## Data for this exercise:

------------------------------------------------

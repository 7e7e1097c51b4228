mod common;

use blockcache::{BlockState, Config, Engine, Error, HandleId, OpenOptions, ZERO_BLOCK_ID};
use common::{RecordingStore, engine, pattern, test_config};
use std::sync::Arc;
use std::time::{Duration, Instant};

async fn read_all(engine: &Engine, h: HandleId) -> Vec<u8> {
    let size = engine.file_size(h).unwrap() as usize;
    let mut out = vec![0u8; size];
    let n = engine.read(h, 0, &mut out).await.unwrap();
    assert_eq!(n, size);
    out
}

#[tokio::test]
async fn test_read_after_write_survives_reopen() {
    let store = RecordingStore::new();
    let engine = engine(&store, test_config(8));

    let mut model = vec![0u8; 0];
    let writes: [(usize, usize, u8); 4] = [(0, 5, 1), (3, 12, 2), (30, 9, 3), (14, 1, 4)];
    let h = engine.open("p1").await.unwrap();
    for (offset, len, seed) in writes {
        let data = pattern(len, seed);
        assert_eq!(engine.write(h, offset as u64, &data).await.unwrap(), len);
        if model.len() < offset + len {
            model.resize(offset + len, 0);
        }
        model[offset..offset + len].copy_from_slice(&data);

        let mut back = vec![0u8; len];
        engine.read(h, offset as u64, &mut back).await.unwrap();
        assert_eq!(back, data);
    }
    assert_eq!(read_all(&engine, h).await, model);
    engine.close(h).await.unwrap();
    assert_eq!(store.inner.contents("p1").unwrap(), model);

    let h = engine.open("p1").await.unwrap();
    assert_eq!(engine.file_size(h).unwrap(), model.len() as u64);
    assert_eq!(read_all(&engine, h).await, model);
    engine.close(h).await.unwrap();
}

#[tokio::test]
async fn test_scenario_a_read_spanning_blocks() {
    let store = RecordingStore::new();
    let data = pattern(20, 7);
    store.inner.put_blocks("a", &data, 8);
    let engine = engine(&store, test_config(8));

    let h = engine.open("a").await.unwrap();
    let blocks = engine.block_info(h).await.unwrap();
    assert_eq!(blocks.len(), 3);
    assert!(blocks.iter().all(|b| b.state == BlockState::Committed));

    let mut buf = [0u8; 8];
    assert_eq!(engine.read(h, 10, &mut buf).await.unwrap(), 8);
    assert_eq!(&buf[..], &data[10..18]);

    assert_eq!(engine.read(h, 18, &mut buf).await.unwrap(), 2);
    assert_eq!(&buf[..2], &data[18..20]);
    assert_eq!(engine.read(h, 20, &mut buf).await.unwrap(), 0);
    assert_eq!(engine.read(h, 99, &mut buf).await.unwrap(), 0);
    engine.close(h).await.unwrap();
}

#[tokio::test]
async fn test_scenario_b_sparse_write_and_hole_idempotence() {
    let store = RecordingStore::new();
    let engine = engine(&store, test_config(8));

    let h = engine.open("b").await.unwrap();
    engine.write(h, 20, b"tail").await.unwrap();
    assert_eq!(engine.file_size(h).unwrap(), 24);

    let blocks = engine.block_info(h).await.unwrap();
    assert_eq!(blocks.len(), 3);
    for hole in &blocks[..2] {
        assert!(hole.hole);
        assert!(!hole.buffered);
        assert_eq!(hole.state, BlockState::Local);
    }
    assert!(!blocks[2].hole);
    assert!(blocks[2].buffered);
    assert_eq!(blocks[2].state, BlockState::Local);

    let mut head = [9u8; 20];
    engine.read(h, 0, &mut head).await.unwrap();
    assert_eq!(head, [0u8; 20]);
    assert_eq!(engine.pool().in_use(), 1);

    engine.flush(h).await.unwrap();
    let staged = store.staged();
    assert_eq!(staged.len(), 2);
    assert_eq!(staged.iter().filter(|id| *id == ZERO_BLOCK_ID).count(), 1);
    let data_id = staged.iter().find(|id| *id != ZERO_BLOCK_ID).unwrap().clone();
    assert_eq!(
        store.commits(),
        vec![vec![ZERO_BLOCK_ID.to_string(), ZERO_BLOCK_ID.to_string(), data_id]]
    );
    let mut expected = vec![0u8; 20];
    expected.extend_from_slice(b"tail");
    assert_eq!(store.inner.contents("b").unwrap(), expected);
    assert!(
        engine
            .block_info(h)
            .await
            .unwrap()
            .iter()
            .all(|b| b.state == BlockState::Committed)
    );

    // Flushing again, clean or dirty, never restages the zero block.
    engine.flush(h).await.unwrap();
    engine.write(h, 22, b"!!").await.unwrap();
    engine.flush(h).await.unwrap();
    let staged = store.staged();
    assert_eq!(staged.iter().filter(|id| *id == ZERO_BLOCK_ID).count(), 1);
    assert_eq!(store.commits().len(), 2);
    expected[22..24].copy_from_slice(b"!!");
    assert_eq!(store.inner.contents("b").unwrap(), expected);
    engine.close(h).await.unwrap();
}

#[tokio::test(flavor = "multi_thread", worker_threads = 4)]
async fn test_scenario_c_concurrent_reads_share_one_download() {
    let store = RecordingStore::new();
    let data = pattern(32, 3);
    store.inner.put_blocks("c", &data, 8);
    store.delay_reads(Duration::from_millis(50));
    let engine = Arc::new(engine(&store, test_config(8)));
    let h = engine.open("c").await.unwrap();

    let readers: Vec<_> = (0..8)
        .map(|_| {
            let engine = engine.clone();
            tokio::spawn(async move {
                let mut buf = vec![0u8; 8];
                engine.read(h, 0, &mut buf).await?;
                Ok::<_, Error>(buf)
            })
        })
        .collect();
    for reader in readers {
        assert_eq!(reader.await.unwrap().unwrap(), &data[..8]);
    }
    assert_eq!(store.reads_at(0), 1);
    engine.close(h).await.unwrap();
}

#[tokio::test(flavor = "multi_thread", worker_threads = 4)]
async fn test_scenario_d_slow_background_download_is_replaced() {
    let store = RecordingStore::new();
    let data = pattern(32, 11);
    store.inner.put_blocks("d", &data, 8);
    store.slow_first_read_at(8, Duration::from_secs(5));
    let config = Config {
        sync_wait_ms: 100,
        ..test_config(8)
    };
    let engine = engine(&store, config);
    let h = engine.open("d").await.unwrap();

    // Block 0 misses and prefetches block 1 in the background.
    let mut buf = [0u8; 8];
    engine.read(h, 0, &mut buf).await.unwrap();
    assert_eq!(&buf[..], &data[..8]);

    let started = Instant::now();
    engine.read(h, 8, &mut buf).await.unwrap();
    assert_eq!(&buf[..], &data[8..16]);
    assert!(started.elapsed() < Duration::from_secs(4));
    assert_eq!(store.reads_at(8), 2);
    engine.close(h).await.unwrap();
    assert_eq!(engine.pool().in_use(), 0);
}

#[tokio::test]
async fn test_buffer_accounting_matches_buffered_blocks() {
    let store = RecordingStore::new();
    store.inner.put_blocks("acct", &pattern(40, 5), 8);
    let config = Config {
        read_ahead: 0,
        ..test_config(8)
    };
    let engine = engine(&store, config);

    let h = engine.open("acct").await.unwrap();
    let mut buf = [0u8; 4];
    engine.read(h, 2, &mut buf).await.unwrap();
    engine.read(h, 26, &mut buf).await.unwrap();
    engine.write(h, 60, b"xyz").await.unwrap();

    let buffered = engine
        .block_info(h)
        .await
        .unwrap()
        .iter()
        .filter(|b| b.buffered)
        .count();
    // Blocks 0 and 3 were read; writing past EOF restaged block 4 and
    // buffered block 7.
    assert_eq!(buffered, 4);
    assert_eq!(engine.pool().in_use(), buffered);

    engine.close(h).await.unwrap();
    assert_eq!(engine.pool().in_use(), 0);
    assert_eq!(engine.pool().free_count(), buffered);
    assert_eq!(engine.open_files(), 0);
}

#[tokio::test]
async fn test_state_transitions_follow_writes() {
    let store = RecordingStore::new();
    store.inner.put_blocks("p2", &pattern(16, 1), 8);
    let config = Config {
        local_watermark: 0,
        ..test_config(8)
    };
    let engine = engine(&store, config);
    let h = engine.open("p2").await.unwrap();
    let states = |infos: Vec<blockcache::BlockInfo>| -> Vec<BlockState> {
        infos.into_iter().map(|b| b.state).collect()
    };

    engine.write(h, 1, b"a").await.unwrap();
    assert_eq!(
        states(engine.block_info(h).await.unwrap()),
        vec![BlockState::Local, BlockState::Committed]
    );

    // Background write-back stages the block without committing it.
    engine.run_maintenance().await;
    assert_eq!(
        states(engine.block_info(h).await.unwrap()),
        vec![BlockState::Uncommitted, BlockState::Committed]
    );
    assert_eq!(store.staged().len(), 1);
    assert!(store.commits().is_empty());

    // A write after staging makes the staged bytes stale.
    engine.write(h, 2, b"b").await.unwrap();
    assert_eq!(
        states(engine.block_info(h).await.unwrap()),
        vec![BlockState::Local, BlockState::Committed]
    );

    engine.flush(h).await.unwrap();
    assert_eq!(
        states(engine.block_info(h).await.unwrap()),
        vec![BlockState::Committed, BlockState::Committed]
    );
    let mut expected = pattern(16, 1);
    expected[1] = b'a';
    expected[2] = b'b';
    assert_eq!(store.inner.contents("p2").unwrap(), expected);
    engine.close(h).await.unwrap();
}

#[tokio::test]
async fn test_invalid_block_list_opens_read_only() {
    let store = RecordingStore::new();
    let data = pattern(20, 9);
    store.inner.put_blob("legacy", &data);
    let engine = engine(&store, test_config(8));

    let h = engine.open("legacy").await.unwrap();
    let blocks = engine.block_info(h).await.unwrap();
    assert_eq!(blocks.len(), 3);
    assert!(blocks.iter().all(|b| b.remote_id == " "));
    assert_eq!(read_all(&engine, h).await, data);

    let err = engine.write(h, 0, b"x").await.unwrap_err();
    assert!(matches!(err, Error::ReadOnly(_)));
    assert_eq!(err.errno(), libc::EROFS);
    assert!(matches!(
        engine.truncate(h, 4).await,
        Err(Error::ReadOnly(_))
    ));
    engine.close(h).await.unwrap();
    assert!(store.commits().is_empty());
}

#[tokio::test]
async fn test_mismatched_block_sizes_fall_back() {
    let store = RecordingStore::new();
    let data = pattern(12, 2);
    store.inner.put_committed(
        "odd",
        vec![
            (blockcache::block::new_block_id(), data[..4].to_vec()),
            (blockcache::block::new_block_id(), data[4..].to_vec()),
        ],
    );
    let engine = engine(&store, test_config(8));
    let h = engine.open("odd").await.unwrap();
    assert_eq!(read_all(&engine, h).await, data);
    assert!(engine.write(h, 0, b"x").await.is_err());
    engine.close(h).await.unwrap();
}

#[tokio::test]
async fn test_write_past_block_limit_is_rejected() {
    let store = RecordingStore::new();
    let config = Config {
        max_blocks: 4,
        ..test_config(8)
    };
    let engine = engine(&store, config);
    let h = engine.open("full").await.unwrap();

    engine.write(h, 28, b"ok!!").await.unwrap();
    let err = engine.write(h, 30, b"spill").await.unwrap_err();
    assert_eq!(err, Error::NoSpace { index: 4, max: 4 });
    assert_eq!(err.errno(), libc::ENOSPC);
    assert_eq!(engine.file_size(h).unwrap(), 32);
    assert_eq!(engine.block_info(h).await.unwrap().len(), 4);
    engine.close(h).await.unwrap();
}

#[tokio::test]
async fn test_pool_exhaustion_is_reported() {
    let store = RecordingStore::new();
    let config = Config {
        mem_size: 16,
        acquire_timeout_ms: 50,
        read_ahead: 0,
        ..test_config(8)
    };
    let engine = engine(&store, config);
    let h = engine.open("tight").await.unwrap();
    engine.write(h, 0, &pattern(16, 1)).await.unwrap();
    let err = engine.write(h, 16, b"more").await.unwrap_err();
    assert!(matches!(err, Error::PoolExhausted(_)));
    assert_eq!(err.errno(), libc::ENOMEM);
    engine.close(h).await.unwrap();
    assert_eq!(store.inner.contents("tight").unwrap(), pattern(16, 1));
}

#[tokio::test]
async fn test_growing_reclaims_clean_buffers_of_the_same_file() {
    let store = RecordingStore::new();
    let data = pattern(32, 4);
    store.inner.put_blocks("grow", &data, 8);
    let config = Config {
        mem_size: 32,
        acquire_timeout_ms: 200,
        read_ahead: 0,
        ..test_config(8)
    };
    let engine = engine(&store, config);
    let h = engine.open("grow").await.unwrap();

    assert_eq!(read_all(&engine, h).await, data);
    assert_eq!(engine.pool().in_use(), 4);

    engine.write(h, 32, b"x").await.unwrap();
    engine.truncate(h, 48).await.unwrap();
    assert!(engine.pool().in_use() <= 4);

    let mut expected = data.clone();
    expected.push(b'x');
    expected.resize(48, 0);
    assert_eq!(read_all(&engine, h).await, expected);
    engine.close(h).await.unwrap();
    assert_eq!(store.inner.contents("grow").unwrap(), expected);
}
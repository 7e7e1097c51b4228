//! Per-block download/upload protocol.
//!
//! At most one download and one upload are in flight per block. A caller
//! that finds a transfer in flight either leaves (async) or waits on its
//! completion (sync). A sync caller stuck behind a background transfer waits
//! at most `sync_wait`, then cancels it, waits for the worker to let go and
//! resubmits at sync priority. Sync transfers are never cancelled by other
//! callers, and a background download's failure is never reported to a
//! foreground reader.

use super::Inner;
use crate::block::completion::{Completion, completion};
use crate::block::{Block, BlockRef, BlockState, InFlight, Priority, Staged, next_transfer_id};
use crate::buffer::stages::Stage;
use crate::daemon::worker::{Task, Ticket};
use crate::error::{Error, Result};
use crate::vfs::File;
use std::sync::Arc;
use std::time::Duration;
use tokio_util::sync::CancellationToken;
use tracing::debug;

enum Step<T> {
    Wait {
        id: u64,
        priority: Priority,
        done: Completion<T>,
        cancel: CancellationToken,
    },
    Submit(Ticket<T>, Completion<T>),
}

fn start<T: Clone>(priority: Priority) -> (InFlight<T>, Ticket<T>, Completion<T>) {
    let (completer, done) = completion();
    let id = next_transfer_id();
    let cancel = CancellationToken::new();
    let record = InFlight {
        id,
        priority,
        done: done.clone(),
        cancel: cancel.clone(),
    };
    let ticket = Ticket {
        id,
        cancel,
        completer,
    };
    (record, ticket, done)
}

enum Waited {
    /// The transfer finished (either way); look at the block again.
    Finished,
    /// Timed out and cancelled; the stale record has to be dropped.
    Cancelled,
}

impl Inner {
    async fn wait_for<T: Clone>(
        &self,
        caller: Priority,
        theirs: Priority,
        done: &Completion<T>,
        cancel: &CancellationToken,
    ) -> Waited {
        if theirs == Priority::Sync || caller == Priority::Async {
            let _ = done.wait().await;
            return Waited::Finished;
        }
        if done.wait_timeout(self.config.sync_wait()).await.is_some() {
            return Waited::Finished;
        }
        cancel.cancel();
        let _ = done.wait().await;
        Waited::Cancelled
    }

    /// Make sure `block` holds its bytes. Async callers only make sure a
    /// download is in flight.
    pub(crate) async fn download(
        &self,
        file: &Arc<File>,
        block: &BlockRef,
        priority: Priority,
    ) -> Result<()> {
        loop {
            let step = {
                let mut inner = block.lock();
                if let Some(buf) = inner.buffer.as_mut() {
                    buf.touch();
                    return Ok(());
                }
                if inner.hole {
                    return Ok(());
                }
                match &inner.download {
                    Some(_) if priority == Priority::Async => return Ok(()),
                    Some(f) => Step::Wait {
                        id: f.id,
                        priority: f.priority,
                        done: f.done.clone(),
                        cancel: f.cancel.clone(),
                    },
                    None => {
                        let (record, ticket, done) = start(priority);
                        inner.download = Some(record);
                        Step::Submit(ticket, done)
                    }
                }
            };

            match step {
                Step::Submit(ticket, done) => {
                    let id = ticket.id;
                    if self.pool.available() == 0 {
                        self.reclaim(Duration::ZERO);
                    }
                    let task = Task::Download {
                        file: file.clone(),
                        block: block.clone(),
                        ticket,
                    };
                    if let Err(e) = self.workers.submit(task, priority).await {
                        clear_download(block, id);
                        return Err(e);
                    }
                    if priority == Priority::Async {
                        return Ok(());
                    }
                    match done.wait().await {
                        Err(Error::Cancelled) => continue,
                        Err(e) => return Err(e),
                        Ok(()) => continue,
                    }
                }
                Step::Wait {
                    id,
                    priority: theirs,
                    done,
                    cancel,
                } => match self.wait_for(priority, theirs, &done, &cancel).await {
                    // A failed prefetch is retried here at sync priority.
                    Waited::Finished => match done.peek() {
                        Some(Err(e)) if e != Error::Cancelled && theirs == Priority::Sync => {
                            return Err(e);
                        }
                        _ => continue,
                    },
                    Waited::Cancelled => {
                        debug!(
                            path = file.path(),
                            index = block.index(),
                            "background download too slow, resubmitting"
                        );
                        clear_download(block, id);
                    }
                },
            }
        }
    }

    /// Stage a `Local` block. Sync callers return once the block is
    /// `Uncommitted`; async callers once an upload is in flight.
    pub(crate) async fn upload(
        &self,
        file: &Arc<File>,
        block: &BlockRef,
        priority: Priority,
    ) -> Result<()> {
        let key = file.key(block.index());
        loop {
            let step = {
                let mut inner = block.lock();
                if inner.state != BlockState::Local || inner.hole {
                    return Ok(());
                }
                match inner.upload.take() {
                    Some(f) if f.done.is_done() => match f.done.peek() {
                        Some(Ok(Staged {
                            remote_id,
                            version,
                        })) if version == inner.version => {
                            inner.remote_id = remote_id;
                            inner.state = BlockState::Uncommitted;
                            drop(inner);
                            self.pool.track(key, Stage::Synced);
                            return Ok(());
                        }
                        Some(Err(e)) if e != Error::Cancelled => {
                            drop(inner);
                            self.pool.track(key, Stage::Local);
                            return Err(e);
                        }
                        // Stale or cancelled: stage again.
                        _ => {
                            let (record, ticket, done) = start(priority);
                            inner.upload = Some(record);
                            Step::Submit(ticket, done)
                        }
                    },
                    Some(f) => {
                        let step = Step::Wait {
                            id: f.id,
                            priority: f.priority,
                            done: f.done.clone(),
                            cancel: f.cancel.clone(),
                        };
                        inner.upload = Some(f);
                        if priority == Priority::Async {
                            return Ok(());
                        }
                        step
                    }
                    None => {
                        let (record, ticket, done) = start(priority);
                        inner.upload = Some(record);
                        Step::Submit(ticket, done)
                    }
                }
            };

            match step {
                Step::Submit(ticket, done) => {
                    let id = ticket.id;
                    self.pool.track(key, Stage::Uploading);
                    let task = Task::Upload {
                        file: file.clone(),
                        block: block.clone(),
                        ticket,
                    };
                    if let Err(e) = self.workers.submit(task, priority).await {
                        clear_upload(block, id);
                        self.pool.track(key, Stage::Local);
                        return Err(e);
                    }
                    if priority == Priority::Async {
                        return Ok(());
                    }
                    let _ = done.wait().await;
                }
                Step::Wait {
                    id,
                    priority: theirs,
                    done,
                    cancel,
                } => {
                    if let Waited::Cancelled = self.wait_for(priority, theirs, &done, &cancel).await {
                        debug!(
                            path = file.path(),
                            index = block.index(),
                            "background upload too slow, resubmitting"
                        );
                        clear_upload(block, id);
                    }
                }
            }
        }
    }

    /// Cancel the block's download, if any, and wait for the worker.
    pub(crate) async fn cancel_download(&self, block: &Block) {
        let record = {
            let inner = block.lock();
            inner
                .download
                .as_ref()
                .map(|f| (f.id, f.cancel.clone(), f.done.clone()))
        };
        if let Some((id, cancel, done)) = record {
            cancel.cancel();
            let _ = done.wait().await;
            let mut inner = block.lock();
            if inner.download.as_ref().is_some_and(|f| f.id == id) {
                inner.download = None;
            }
        }
    }

    /// Cancel the block's upload, if any, and wait for the worker. An
    /// unconsumed outcome is discarded with the record.
    pub(crate) async fn cancel_upload(&self, block: &Block) {
        let record = {
            let inner = block.lock();
            inner
                .upload
                .as_ref()
                .map(|f| (f.id, f.cancel.clone(), f.done.clone()))
        };
        if let Some((id, cancel, done)) = record {
            cancel.cancel();
            let _ = done.wait().await;
            clear_upload(block, id);
        }
    }

    /// Make sure a block about to be modified holds a buffer: holes get a
    /// zeroed one, everything else is downloaded.
    pub(crate) async fn ensure_buffer(&self, file: &Arc<File>, block: &BlockRef) -> Result<()> {
        loop {
            let hole = {
                let inner = block.lock();
                if inner.buffer.is_some() {
                    return Ok(());
                }
                inner.hole
            };
            if hole {
                let buf = self.acquire_buffer().await?;
                let mut inner = block.lock();
                if inner.buffer.is_none() {
                    inner.buffer = Some(buf);
                }
                return Ok(());
            }
            self.download(file, block, Priority::Sync).await?;
        }
    }

    /// Turn `block` into a `Local` block with a buffer, so that it is staged
    /// again at its current length.
    pub(crate) async fn make_local(&self, file: &Arc<File>, block: &BlockRef) -> Result<()> {
        if block.lock().hole {
            return Ok(());
        }
        self.cancel_upload(block).await;
        self.ensure_buffer(file, block).await?;
        block.lock().dirty();
        self.pool.track(file.key(block.index()), Stage::Local);
        Ok(())
    }
}

fn clear_download(block: &Block, id: u64) {
    let mut inner = block.lock();
    if inner.download.as_ref().is_some_and(|f| f.id == id) {
        inner.download = None;
    }
}

fn clear_upload(block: &Block, id: u64) {
    let mut inner = block.lock();
    if inner.upload.as_ref().is_some_and(|f| f.id == id) {
        inner.upload = None;
    }
}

------------------------------------------------

## Assignment:
Scanning the data above, copy out every line where "InFlight" is found.

## Answer for the task:
use crate::block::{Block, BlockRef, BlockState, InFlight, Priority, Staged, next_transfer_id};
fn start<T: Clone>(priority: Priority) -> (InFlight<T>, Ticket<T>, Completion<T>) {
    let record = InFlight {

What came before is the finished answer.